Dataset entries:
···
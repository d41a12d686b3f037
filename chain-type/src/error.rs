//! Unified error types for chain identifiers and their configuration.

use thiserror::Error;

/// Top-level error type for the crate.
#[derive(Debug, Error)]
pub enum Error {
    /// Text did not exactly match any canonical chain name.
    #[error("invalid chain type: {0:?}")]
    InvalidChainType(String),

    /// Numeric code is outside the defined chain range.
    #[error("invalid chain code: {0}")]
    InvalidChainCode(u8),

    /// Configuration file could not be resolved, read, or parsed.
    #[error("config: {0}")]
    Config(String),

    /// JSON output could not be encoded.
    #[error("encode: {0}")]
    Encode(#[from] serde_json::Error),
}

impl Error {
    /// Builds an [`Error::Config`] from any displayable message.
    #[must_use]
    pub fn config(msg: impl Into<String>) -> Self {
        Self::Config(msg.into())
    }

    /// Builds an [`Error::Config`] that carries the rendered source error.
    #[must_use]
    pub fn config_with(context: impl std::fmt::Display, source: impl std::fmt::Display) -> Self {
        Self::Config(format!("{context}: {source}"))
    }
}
···
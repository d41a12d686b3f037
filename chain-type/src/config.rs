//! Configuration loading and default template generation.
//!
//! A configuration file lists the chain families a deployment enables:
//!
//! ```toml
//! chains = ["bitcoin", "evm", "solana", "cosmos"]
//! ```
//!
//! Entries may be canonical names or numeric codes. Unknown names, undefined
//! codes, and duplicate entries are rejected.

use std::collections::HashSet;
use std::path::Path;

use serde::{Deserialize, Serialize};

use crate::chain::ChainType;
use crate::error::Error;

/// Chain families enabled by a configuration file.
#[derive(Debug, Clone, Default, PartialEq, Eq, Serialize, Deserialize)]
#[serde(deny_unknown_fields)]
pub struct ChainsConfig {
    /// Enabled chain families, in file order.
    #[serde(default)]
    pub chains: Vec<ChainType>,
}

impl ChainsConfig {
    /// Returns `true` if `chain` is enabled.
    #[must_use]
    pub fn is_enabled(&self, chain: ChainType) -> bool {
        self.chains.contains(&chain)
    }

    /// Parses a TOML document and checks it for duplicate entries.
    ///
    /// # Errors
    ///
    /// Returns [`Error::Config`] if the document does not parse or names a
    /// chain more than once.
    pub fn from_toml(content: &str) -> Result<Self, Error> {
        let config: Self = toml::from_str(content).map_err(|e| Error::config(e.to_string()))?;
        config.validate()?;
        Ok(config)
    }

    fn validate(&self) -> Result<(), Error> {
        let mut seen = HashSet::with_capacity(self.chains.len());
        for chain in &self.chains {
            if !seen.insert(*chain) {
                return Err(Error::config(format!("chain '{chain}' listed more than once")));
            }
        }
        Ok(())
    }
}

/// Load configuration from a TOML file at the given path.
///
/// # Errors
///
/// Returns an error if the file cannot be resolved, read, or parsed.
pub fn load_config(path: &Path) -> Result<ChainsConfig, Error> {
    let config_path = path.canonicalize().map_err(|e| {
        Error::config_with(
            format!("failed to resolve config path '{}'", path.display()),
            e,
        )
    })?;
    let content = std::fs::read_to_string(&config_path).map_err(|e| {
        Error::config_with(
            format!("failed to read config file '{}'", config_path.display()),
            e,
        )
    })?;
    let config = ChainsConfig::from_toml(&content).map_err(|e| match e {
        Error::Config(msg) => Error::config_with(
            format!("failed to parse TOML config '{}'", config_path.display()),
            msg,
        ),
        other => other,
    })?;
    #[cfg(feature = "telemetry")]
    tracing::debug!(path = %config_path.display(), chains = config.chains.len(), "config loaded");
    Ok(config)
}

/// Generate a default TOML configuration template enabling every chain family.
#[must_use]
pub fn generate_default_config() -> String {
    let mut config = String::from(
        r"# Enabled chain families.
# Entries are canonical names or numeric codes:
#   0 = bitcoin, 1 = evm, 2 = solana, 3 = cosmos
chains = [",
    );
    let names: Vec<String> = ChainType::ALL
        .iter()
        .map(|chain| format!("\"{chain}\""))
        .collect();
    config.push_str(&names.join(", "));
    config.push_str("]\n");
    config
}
···
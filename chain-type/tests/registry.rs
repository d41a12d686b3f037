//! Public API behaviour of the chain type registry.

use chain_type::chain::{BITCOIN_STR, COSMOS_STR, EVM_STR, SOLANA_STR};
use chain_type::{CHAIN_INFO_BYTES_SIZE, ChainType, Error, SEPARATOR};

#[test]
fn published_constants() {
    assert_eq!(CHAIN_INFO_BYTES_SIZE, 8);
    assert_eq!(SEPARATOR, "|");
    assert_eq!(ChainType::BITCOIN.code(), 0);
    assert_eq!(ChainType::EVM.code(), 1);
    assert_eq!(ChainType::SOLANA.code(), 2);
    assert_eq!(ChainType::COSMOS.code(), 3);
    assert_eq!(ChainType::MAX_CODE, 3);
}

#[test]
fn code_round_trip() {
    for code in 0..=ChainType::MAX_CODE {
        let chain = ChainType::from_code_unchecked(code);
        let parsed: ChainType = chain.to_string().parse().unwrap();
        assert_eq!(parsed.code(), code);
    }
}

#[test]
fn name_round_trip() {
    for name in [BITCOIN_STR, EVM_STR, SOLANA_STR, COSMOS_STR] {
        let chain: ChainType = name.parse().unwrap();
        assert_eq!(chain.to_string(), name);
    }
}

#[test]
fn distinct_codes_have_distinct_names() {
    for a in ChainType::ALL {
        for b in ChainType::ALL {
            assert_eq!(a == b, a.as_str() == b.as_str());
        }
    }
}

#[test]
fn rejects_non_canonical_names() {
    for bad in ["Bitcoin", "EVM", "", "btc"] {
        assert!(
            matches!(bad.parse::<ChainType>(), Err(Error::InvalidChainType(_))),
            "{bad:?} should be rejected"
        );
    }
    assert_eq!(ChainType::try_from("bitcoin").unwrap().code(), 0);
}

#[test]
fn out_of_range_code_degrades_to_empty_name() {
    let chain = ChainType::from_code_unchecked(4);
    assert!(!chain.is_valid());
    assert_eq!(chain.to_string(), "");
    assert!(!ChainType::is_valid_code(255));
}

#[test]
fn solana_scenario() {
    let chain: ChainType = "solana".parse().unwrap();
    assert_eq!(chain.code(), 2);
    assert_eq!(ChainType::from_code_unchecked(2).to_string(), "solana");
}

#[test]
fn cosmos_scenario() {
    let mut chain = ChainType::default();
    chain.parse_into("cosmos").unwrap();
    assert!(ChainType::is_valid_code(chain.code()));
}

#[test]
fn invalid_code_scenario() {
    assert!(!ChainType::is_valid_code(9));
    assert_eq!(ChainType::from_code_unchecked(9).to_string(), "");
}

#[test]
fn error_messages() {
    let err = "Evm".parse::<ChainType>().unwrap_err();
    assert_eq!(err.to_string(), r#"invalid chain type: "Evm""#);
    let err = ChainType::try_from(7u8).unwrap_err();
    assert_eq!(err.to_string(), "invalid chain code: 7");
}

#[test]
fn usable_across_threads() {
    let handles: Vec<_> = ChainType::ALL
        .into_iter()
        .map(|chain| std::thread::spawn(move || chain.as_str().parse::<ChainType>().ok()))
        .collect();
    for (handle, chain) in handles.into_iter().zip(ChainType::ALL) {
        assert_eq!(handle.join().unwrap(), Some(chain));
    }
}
···
ACTIVITY:
Please return only the lines above, starting at the line that has "filename chain-type/tests/registry.rs" and ending at the line that has "assert_eq!(ChainType::BITCOIN.code(), 0);", keeping both and leaving each one unchanged.

TASK RESPONSE:
filename chain-type/tests/registry.rs
repository d41a12d686b3f037
//! Public API behaviour of the chain type registry.

use chain_type::chain::{BITCOIN_STR, COSMOS_STR, EVM_STR, SOLANA_STR};
use chain_type::{CHAIN_INFO_BYTES_SIZE, ChainType, Error, SEPARATOR};

#[test]
fn published_constants() {
    assert_eq!(CHAIN_INFO_BYTES_SIZE, 8);
    assert_eq!(SEPARATOR, "|");
    assert_eq!(ChainType::BITCOIN.code(), 0);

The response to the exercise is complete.